Return the data below, unchanged.

%%

//! # QueryLens Prompt
//!
//! Turns a [`BusinessContextProfile`](querylens_core::BusinessContextProfile)
//! into a token-budgeted prompt.
//!
//! ## Pipeline
//!
//! | Step | Component | Output |
//! |------|-----------|--------|
//! | 1 | [`BudgetManager`] | per-category [`TokenBudget`] |
//! | 2 | [`ContextCollector`] | candidate [`ContextSection`]s |
//! | 3 | [`ContextPrioritizer`] | sections ranked by relevance |
//! | 4 | [`ProgressiveContextBuilder`] | [`ProgressiveBuildResult`] |
//!
//! [`PromptService`] runs the four steps. Feedback on a result goes through
//! [`ProgressiveContextBuilder::adapt_context_for_feedback`], which rebuilds
//! rather than mutates.

pub mod adaptation;
pub mod budget;
pub mod builder;
pub mod prioritizer;
pub mod sections;
pub mod service;
pub mod template;
pub mod token;

pub use adaptation::{AdaptationStrategy, ContextAdaptationResult, ContextFeedback, FeedbackType};
pub use budget::{BudgetManager, TokenBudget};
pub use builder::{
    BuildAction, BuildStep, CategoryUsage, DropInfo, ProgressiveBuildResult,
    ProgressiveContextBuilder,
};
pub use prioritizer::ContextPrioritizer;
pub use sections::{ContextCollector, ContextSection, SchemaContext};
pub use service::PromptService;
pub use template::PromptTemplate;
pub use token::count_tokens;
//! `querylens analyze`: print the business-context profile for a question.

use super::Pipeline;
use querylens_core::BusinessContextProfile;
use std::path::Path;

pub async fn run(question: &str, user: &str, catalog: Option<&Path>, json: bool) -> anyhow::Result<()> {
    let pipeline = Pipeline::load(catalog)?;
    let profile = pipeline.analyzer.analyze_question(question, user).await;

    if json {
        println!("{}", serde_json::to_string_pretty(&profile)?);
    } else {
        print!("{}", render(&profile));
    }
    Ok(())
}

/// Human-readable summary of a profile.
pub fn render(profile: &BusinessContextProfile) -> String {
    let mut out = String::new();
    out.push_str(&format!("Question:    {}\n", profile.question));
    out.push_str(&format!(
        "Intent:      {} ({:.2})\n",
        profile.intent.intent_type, profile.intent.confidence
    ));
    out.push_str(&format!(
        "Domain:      {} ({:.2})\n",
        profile.domain.name, profile.domain.relevance_score
    ));
    out.push_str(&format!("Confidence:  {:.2}\n", profile.confidence));

    if let Some(range) = &profile.time_range {
        out.push_str(&format!(
            "Time range:  {} .. {} ({:?}, \"{}\")\n",
            range.start.format("%Y-%m-%d %H:%M"),
            range.end.format("%Y-%m-%d %H:%M"),
            range.granularity,
            range.relative_expression
        ));
    }

    if profile.entities.is_empty() {
        out.push_str("Entities:    none\n");
    } else {
        out.push_str("Entities:\n");
        for entity in &profile.entities {
            out.push_str(&format!(
                "  - {} [{}] {:.2} via {}",
                entity.name, entity.entity_type, entity.confidence, entity.extraction_method
            ));
            if let Some(table) = &entity.mapped_table {
                out.push_str(&format!(" -> {table}"));
            }
            out.push('\n');
        }
    }

    if !profile.business_terms.is_empty() {
        let terms: Vec<String> = profile
            .business_terms
            .iter()
            .map(|t| match profile.term_relevance.get(t) {
                Some(score) => format!("{t} ({score:.2})"),
                None => t.clone(),
            })
            .collect();
        out.push_str(&format!("Terms:       {}\n", terms.join(", ")));
    }

    if !profile.flags.is_empty() {
        let flags: Vec<String> = profile.flags.iter().map(|f| format!("{f:?}")).collect();
        out.push_str(&format!("Flags:       {}\n", flags.join(", ")));
    }
    out
}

%%

* TASK OUTPUT
//! # QueryLens Prompt
//!
//! Turns a [`BusinessContextProfile`](querylens_core::BusinessContextProfile)
//! into a token-budgeted prompt.
//!
//! ## Pipeline
//!
//! | Step | Component | Output |
//! |------|-----------|--------|
//! | 1 | [`BudgetManager`] | per-category [`TokenBudget`] |
//! | 2 | [`ContextCollector`] | candidate [`ContextSection`]s |
//! | 3 | [`ContextPrioritizer`] | sections ranked by relevance |
//! | 4 | [`ProgressiveContextBuilder`] | [`ProgressiveBuildResult`] |
//!
//! [`PromptService`] runs the four steps. Feedback on a result goes through
//! [`ProgressiveContextBuilder::adapt_context_for_feedback`], which rebuilds
//! rather than mutates.

pub mod adaptation;
pub mod budget;
pub mod builder;
pub mod prioritizer;
pub mod sections;
pub mod service;
pub mod template;
pub mod token;

pub use adaptation::{AdaptationStrategy, ContextAdaptationResult, ContextFeedback, FeedbackType};
pub use budget::{BudgetManager, TokenBudget};
pub use builder::{
    BuildAction, BuildStep, CategoryUsage, DropInfo, ProgressiveBuildResult,
    ProgressiveContextBuilder,
};
pub use prioritizer::ContextPrioritizer;
pub use sections::{ContextCollector, ContextSection, SchemaContext};
pub use service::PromptService;
pub use template::PromptTemplate;
pub use token::count_tokens;
//! `querylens analyze`: print the business-context profile for a question.

use super::Pipeline;
use querylens_core::BusinessContextProfile;
use std::path::Path;

pub async fn run(question: &str, user: &str, catalog: Option<&Path>, json: bool) -> anyhow::Result<()> {
    let pipeline = Pipeline::load(catalog)?;
    let profile = pipeline.analyzer.analyze_question(question, user).await;

    if json {
        println!("{}", serde_json::to_string_pretty(&profile)?);
    } else {
        print!("{}", render(&profile));
    }
    Ok(())
}

/// Human-readable summary of a profile.
pub fn render(profile: &BusinessContextProfile) -> String {
    let mut out = String::new();
    out.push_str(&format!("Question:    {}\n", profile.question));
    out.push_str(&format!(
        "Intent:      {} ({:.2})\n",
        profile.intent.intent_type, profile.intent.confidence
    ));
    out.push_str(&format!(
        "Domain:      {} ({:.2})\n",
        profile.domain.name, profile.domain.relevance_score
    ));
    out.push_str(&format!("Confidence:  {:.2}\n", profile.confidence));

    if let Some(range) = &profile.time_range {
        out.push_str(&format!(
            "Time range:  {} .. {} ({:?}, \"{}\")\n",
            range.start.format("%Y-%m-%d %H:%M"),
            range.end.format("%Y-%m-%d %H:%M"),
            range.granularity,
            range.relative_expression
        ));
    }

    if profile.entities.is_empty() {
        out.push_str("Entities:    none\n");
    } else {
        out.push_str("Entities:\n");
        for entity in &profile.entities {
            out.push_str(&format!(
                "  - {} [{}] {:.2} via {}",
                entity.name, entity.entity_type, entity.confidence, entity.extraction_method
            ));
            if let Some(table) = &entity.mapped_table {
                out.push_str(&format!(" -> {table}"));
            }
            out.push('\n');
        }
    }

    if !profile.business_terms.is_empty() {
        let terms: Vec<String> = profile
            .business_terms
            .iter()
            .map(|t| match profile.term_relevance.get(t) {
                Some(score) => format!("{t} ({score:.2})"),
                None => t.clone(),
            })
            .collect();
        out.push_str(&format!("Terms:       {}\n", terms.join(", ")));
    }

    if !profile.flags.is_empty() {
        let flags: Vec<String> = profile.flags.iter().map(|f| format!("{f:?}")).collect();
        out.push_str(&format!("Flags:       {}\n", flags.join(", ")));
    }
    out
}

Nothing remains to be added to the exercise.